If you’re new to this blog, and you’d like to find out what this is all about, it’ll probably help you to scroll down to the first post about the Mystery Challenge,in which I’m asking readers to help me find out more about the love letters from 1920’s China:
I’ve said that I’ll be posting more transcripts of the letters, so here is the second in the series (The tantalising thing is that there’s no way of telling which other letters might have been sent in between, especially as Bessie doesn’t give any dates, just the day of the week.)
Dear Bruce
Your note came last night and might have been a real letter because a coolie delivered it right into my own hand – and how I wish it had been! I needed something yesterday.
Don’t worry I’m not going to burden you with the intimate details of my latest family row. And if you ever catch me working the self-pity gag, please remind me forcibly that I’m not getting any more than I deserve. Sometimes I lose my “sense of perspective” and think I’m more to be pitied than scorned, but I do honestly try to keep away from that point of view.
I gave Margaret your message and we shall love to come Saturday if there is anything doing. I’m not sure about Jimmy yet but will let you know in a day or so. If he doesn’t come and you are going to bring us home, will you spend the night, and Sunday? I wish you were coming for tea today - Jimmy’s gone to Canton. Nuff sed
Those last two words, ‘nuff sed’ seem more like current slang (or text-speak) than something written more than 90 years ago. My efficient copy editor, Liz Broomfield of Libro Editing picked on this phrase as being incompatible with that period, as she hadn’t realised this was part of the real letter.

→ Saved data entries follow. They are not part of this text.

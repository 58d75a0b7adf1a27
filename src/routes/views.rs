use std::{collections::HashMap, collections::HashSet, path::PathBuf, sync::Arc};

use askama::Template;
use axum::{
    Form, Router,
    extract::{Query, State},
    http::StatusCode,
    response::{Html, IntoResponse, Redirect, Response},
    routing::{get, post},
};
use serde::Deserialize;
use tower_http::services::ServeDir;

use crate::{
    db::{StoreError, connection, entities::todo, todo_repo},
    state::AppState,
};

const CREATED_REDIRECT: &str = "/?notice=Todo+item+was+successfully+created";
const UPDATED_REDIRECT: &str = "/?notice=Updated+status";

#[derive(Debug, Deserialize)]
struct NoticeQuery {
    notice: Option<String>,
}

#[derive(Debug, Deserialize)]
struct NewTodoForm {
    #[serde(default)]
    title: String,
    #[serde(default)]
    text: String,
}

/// Display row for the list view; timestamps pre-formatted for the template.
struct TodoRow {
    id: i32,
    title: String,
    text: String,
    done: bool,
    pub_date: String,
    update_date: String,
}

#[derive(Template)]
#[template(path = "show_all.html")]
struct ShowAllTemplate {
    todos: Vec<TodoRow>,
    notice: Option<String>,
}

#[derive(Template)]
#[template(path = "new.html")]
struct NewTemplate {
    error: Option<String>,
    title: String,
    text: String,
}

type HtmlError = (StatusCode, Html<String>);

pub fn router(state: Arc<AppState>) -> Router {
    Router::new()
        .route("/", get(show_all))
        .route("/new", get(new_form).post(new_submit))
        .route("/update", post(update_done))
        .route("/create_all", get(create_all))
        .nest_service("/static", ServeDir::new(resolve_public_dir()))
        .with_state(state)
}

/// Schema init is tolerated to fail repeatedly; the confirmation body does
/// not distinguish the outcome, matching the administrative contract.
async fn create_all(State(state): State<Arc<AppState>>) -> &'static str {
    if let Err(err) = connection::sync_schema(&state.db).await {
        tracing::warn!("schema sync failed: {err:?}");
    }
    "create all"
}

async fn show_all(
    State(state): State<Arc<AppState>>,
    Query(query): Query<NoticeQuery>,
) -> Result<Html<String>, HtmlError> {
    let todos = todo_repo::list_all(&state.db)
        .await
        .map_err(|_| html_error(StatusCode::INTERNAL_SERVER_ERROR, "List fetch failed"))?;
    let rendered = ShowAllTemplate {
        todos: todos.into_iter().map(TodoRow::from).collect(),
        notice: query.notice,
    }
    .render()
    .map_err(|_| html_error(StatusCode::INTERNAL_SERVER_ERROR, "failed to render list"))?;
    Ok(Html(rendered))
}

async fn new_form() -> Result<Html<String>, HtmlError> {
    render_new_form(NewTemplate {
        error: None,
        title: String::new(),
        text: String::new(),
    })
    .map(Html)
}

async fn new_submit(
    State(state): State<Arc<AppState>>,
    Form(form): Form<NewTodoForm>,
) -> Result<Response, HtmlError> {
    match todo_repo::create(&state.db, &form.title, &form.text).await {
        Ok(_) => Ok(Redirect::to(CREATED_REDIRECT).into_response()),
        Err(err @ StoreError::MissingField { .. }) => {
            let rendered = render_new_form(NewTemplate {
                error: Some(err.to_string()),
                title: form.title,
                text: form.text,
            })?;
            Ok(Html(rendered).into_response())
        }
        Err(_) => Err(html_error(
            StatusCode::INTERNAL_SERVER_ERROR,
            "Create failed",
        )),
    }
}

async fn update_done(
    State(state): State<Arc<AppState>>,
    Form(form): Form<HashMap<String, String>>,
) -> Result<Redirect, HtmlError> {
    let done_ids = parse_done_ids(&form);
    todo_repo::set_done_flags(&state.db, &done_ids)
        .await
        .map_err(|_| html_error(StatusCode::INTERNAL_SERVER_ERROR, "Update failed"))?;
    Ok(Redirect::to(UPDATED_REDIRECT))
}

/// Checked boxes arrive as `done.{id}` fields; unchecked boxes are simply
/// absent, so the full done/not-done state is reconstructed from the keys.
fn parse_done_ids(form: &HashMap<String, String>) -> HashSet<i32> {
    form.keys()
        .filter_map(|key| key.strip_prefix("done."))
        .filter_map(|id| id.parse::<i32>().ok())
        .collect()
}

fn render_new_form(template: NewTemplate) -> Result<String, HtmlError> {
    template
        .render()
        .map_err(|_| html_error(StatusCode::INTERNAL_SERVER_ERROR, "failed to render form"))
}

fn resolve_public_dir() -> PathBuf {
    if let Some(path) = std::env::var_os("APP_PUBLIC_DIR") {
        return PathBuf::from(path);
    }

    if let Ok(current_dir) = std::env::current_dir() {
        let candidate = current_dir.join("public");
        if candidate.exists() {
            return candidate;
        }
    }

    std::path::Path::new(env!("CARGO_MANIFEST_DIR")).join("public")
}

fn html_error(status: StatusCode, message: &'static str) -> HtmlError {
    (status, Html(message.to_string()))
}

impl From<todo::Model> for TodoRow {
    fn from(model: todo::Model) -> Self {
        Self {
            id: model.id,
            title: model.title,
            text: model.text,
            done: model.done,
            pub_date: model.pub_date.format("%Y-%m-%d %H:%M").to_string(),
            update_date: model.update_date.format("%Y-%m-%d %H:%M").to_string(),
        }
    }
}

This short note gives us a hint that Bessie’s marriage was going through a tricky patch (”my latest family row”). The mention of Margaret shows that she was still part of Bessie’s deepening friendship with Bruce, and that everything was apparently all above board on the surface as her husband, Jimmy was included in the invitation. Although Bessie invites Bruce to ‘spend the night, and Sunday’, I don’t think this meant what it sounds like to us, as Jimmy would be at home too on that Saturday. (This picture shows Bruce as best man at a wedding, but this woman is not likely to be Bessie, though it could possibly be Margaret.)

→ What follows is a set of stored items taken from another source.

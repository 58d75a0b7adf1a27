use std::sync::Arc;

use sea_orm::DatabaseConnection;

use crate::config::AppConfig;

#[derive(Clone)]
pub struct AppState {
    pub config: AppConfig,
    pub db: DatabaseConnection,
}

impl AppState {
    pub fn new(config: AppConfig, db: DatabaseConnection) -> Arc<Self> {
        Arc::new(Self { config, db })
    }
}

So who was Douglas Bruce? The dates I’ve mentioned in previous posts, indicated that he was in his early twenties in 1916. In my post of 9th January, you can see that I thought his middle name was ‘Gregg’ – or at least a nickname that Bessie had sometimes used. (The full text of that letter will be posted here soon). My friend’s search for a Douglas Gragg Bruce, born in the right decade, drew a blank, but now it seems that his middle name was Gordon.

I wouldn’t have had the faintest idea of where to start searching so I was very grateful when Mary agreed to do this for me. I didn’t know that there are different companies who can help provide information (at a cost, as they have had to purchase various archives She used Ancestry.co.uk and Findmypast.co.uk, and discovered that some other family has recently been trying to record their own family tree –
the Tighe and Weston family, and they had uncovered an entry for
Douglas Gordon Bruce
Birth 11 June 1892 in Chiswick, Middlesex*, London
(This picture comes from this site) His father , Charles Stoddard Bruce, was born in 1854 in Edinburgh Currie, Midlothian Edinburgh, and died in 1905. Charles married Kate Holmes in 1878, and they produced 7 children. All of these dates of births and deaths are listed on that page.
Lists of Dates? How boring!
I used to think that, but not now that I’ve realised how many stories are buried just below the surface.

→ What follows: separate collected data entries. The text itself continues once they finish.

//! Typed errors for provider lifecycle operations and their HTTP mapping

use hyper::StatusCode;
use serde::Serialize;
use thiserror::Error;

/// Errors raised by provider lifecycle operations.
///
/// Every state conflict is a distinct variant so callers can react to the
/// specific transition that failed instead of parsing messages.
#[derive(Debug, Error)]
pub enum ProviderError {
    /// The provider is still running its background initialization
    #[error("provider is initializing, try again later")]
    Initializing,

    /// No instance with that name is known
    #[error("no agent named {0}")]
    NotFound(String),

    /// An instance with that name already exists
    #[error("agent {0} already exists")]
    AlreadyExists(String),

    /// The instance is already running
    #[error("agent {0} is already running")]
    AlreadyRunning(String),

    /// The instance is not running
    #[error("no running agent named {0}")]
    NotRunning(String),

    /// Admission control rejected the start
    #[error("not enough free memory to start agent {0}")]
    NotEnoughFreeMemory(String),

    /// The username contains characters outside the allowed set
    #[error("invalid agent name {0:?}")]
    InvalidName(String),

    /// The backend (subprocess or container runtime) failed
    #[error("backend failure: {0}")]
    Backend(#[source] anyhow::Error),

    /// Filesystem access to the instance layout failed
    #[error("instance storage failure: {0}")]
    Storage(#[source] std::io::Error),
}

impl ProviderError {
    /// HTTP status carried by the control API for this error class
    pub fn status_code(&self) -> StatusCode {
        match self {
            ProviderError::Initializing => StatusCode::SERVICE_UNAVAILABLE,
            ProviderError::NotFound(_) => StatusCode::NOT_FOUND,
            ProviderError::AlreadyExists(_) => StatusCode::CONFLICT,
            ProviderError::AlreadyRunning(_) => StatusCode::CONFLICT,
            ProviderError::NotRunning(_) => StatusCode::CONFLICT,
            ProviderError::NotEnoughFreeMemory(_) => StatusCode::CONFLICT,
            ProviderError::InvalidName(_) => StatusCode::BAD_REQUEST,
            ProviderError::Backend(_) => StatusCode::BAD_GATEWAY,
            ProviderError::Storage(_) => StatusCode::INTERNAL_SERVER_ERROR,
        }
    }

    /// Stable error code string for the JSON body and X-Agentgate-Error header
    pub fn code(&self) -> &'static str {
        match self {
            ProviderError::Initializing => "INITIALIZING",
            ProviderError::NotFound(_) => "NOT_FOUND",
            ProviderError::AlreadyExists(_) => "ALREADY_EXISTS",
            ProviderError::AlreadyRunning(_) => "ALREADY_RUNNING",
            ProviderError::NotRunning(_) => "NOT_RUNNING",
            ProviderError::NotEnoughFreeMemory(_) => "NOT_ENOUGH_FREE_MEMORY",
            ProviderError::InvalidName(_) => "INVALID_NAME",
            ProviderError::Backend(_) => "BACKEND_FAILURE",
            ProviderError::Storage(_) => "STORAGE_FAILURE",
        }
    }
}

impl From<std::io::Error> for ProviderError {
    fn from(err: std::io::Error) -> Self {
        ProviderError::Storage(err)
    }
}

/// JSON error body returned by the control API
#[derive(Debug, Serialize)]
pub struct ErrorBody {
    pub code: &'static str,
    pub message: String,
    pub status: u16,
}

impl ErrorBody {
    pub fn from_error(err: &ProviderError) -> Self {
        Self {
            code: err.code(),
            message: err.to_string(),
            status: err.status_code().as_u16(),
        }
    }

    pub fn to_json(&self) -> String {
        serde_json::to_string(self).unwrap_or_else(|_| {
            format!(
                r#"{{"code":"{}","message":"{}","status":{}}}"#,
                self.code,
                self.message.replace('"', "\\\""),
                self.status
            )
        })
    }
}

#[cfg(test)]
mod tests {
    use super::*;

    #[test]
    fn test_status_codes() {
        assert_eq!(
            ProviderError::Initializing.status_code(),
            StatusCode::SERVICE_UNAVAILABLE
        );
        assert_eq!(
            ProviderError::NotFound("bob".into()).status_code(),
            StatusCode::NOT_FOUND
        );
        assert_eq!(
            ProviderError::AlreadyExists("bob".into()).status_code(),
            StatusCode::CONFLICT
        );
        assert_eq!(
            ProviderError::AlreadyRunning("bob".into()).status_code(),
            StatusCode::CONFLICT
        );
        assert_eq!(
            ProviderError::NotRunning("bob".into()).status_code(),
            StatusCode::CONFLICT
        );
        assert_eq!(
            ProviderError::NotEnoughFreeMemory("bob".into()).status_code(),
            StatusCode::CONFLICT
        );
    }

    #[test]
    fn test_conflicts_are_distinguishable() {
        assert_ne!(
            ProviderError::AlreadyRunning("a".into()).code(),
            ProviderError::NotRunning("a".into()).code()
        );
        assert_ne!(
            ProviderError::AlreadyExists("a".into()).code(),
            ProviderError::AlreadyRunning("a".into()).code()
        );
    }

    #[test]
    fn test_error_body_json() {
        let err = ProviderError::NotFound("alice".into());
        let json = ErrorBody::from_error(&err).to_json();

        assert!(json.contains("\"code\":\"NOT_FOUND\""));
        assert!(json.contains("alice"));
        assert!(json.contains("\"status\":404"));
    }
}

Douglas Bruce was only 13 when his father died. What impact did that make on him? His only brother, Charles Edward Bruce was 8 years older than him, but died in 1920, aged 36. Douglas Bruce would have been in China that year – would he have gone back to England for his funeral? Would Bessie have comforted him for the loss of his brother?

The 1901 census shows Douglas Bruce at 8 years old, living with his parents and siblings in Chiswick, in the Ecclesiastical parish of Turnham Green. He was the baby of the family, and it wouldn’t be surprising if at least some of his 5 big sisters pampered him a bit. I can imagine him twisting them round his little finger, and continued with this approach to older women as an adult - especially when you read Bessie’s letters to him (‘and you so young and all’).
The 1911 census confirms that he was on good terms with at least one of his sisters, as Douglas Gordon Bruce appears as a resident in the house of his sister, Edith May Penelope Bruce (1886 – 1938) and his brother-in-law, Douglas Robert Finnis, living at 66 Barrowgate Road in Chiswick, possibly in one of these semi-detached houses (not very sympathetically developed!)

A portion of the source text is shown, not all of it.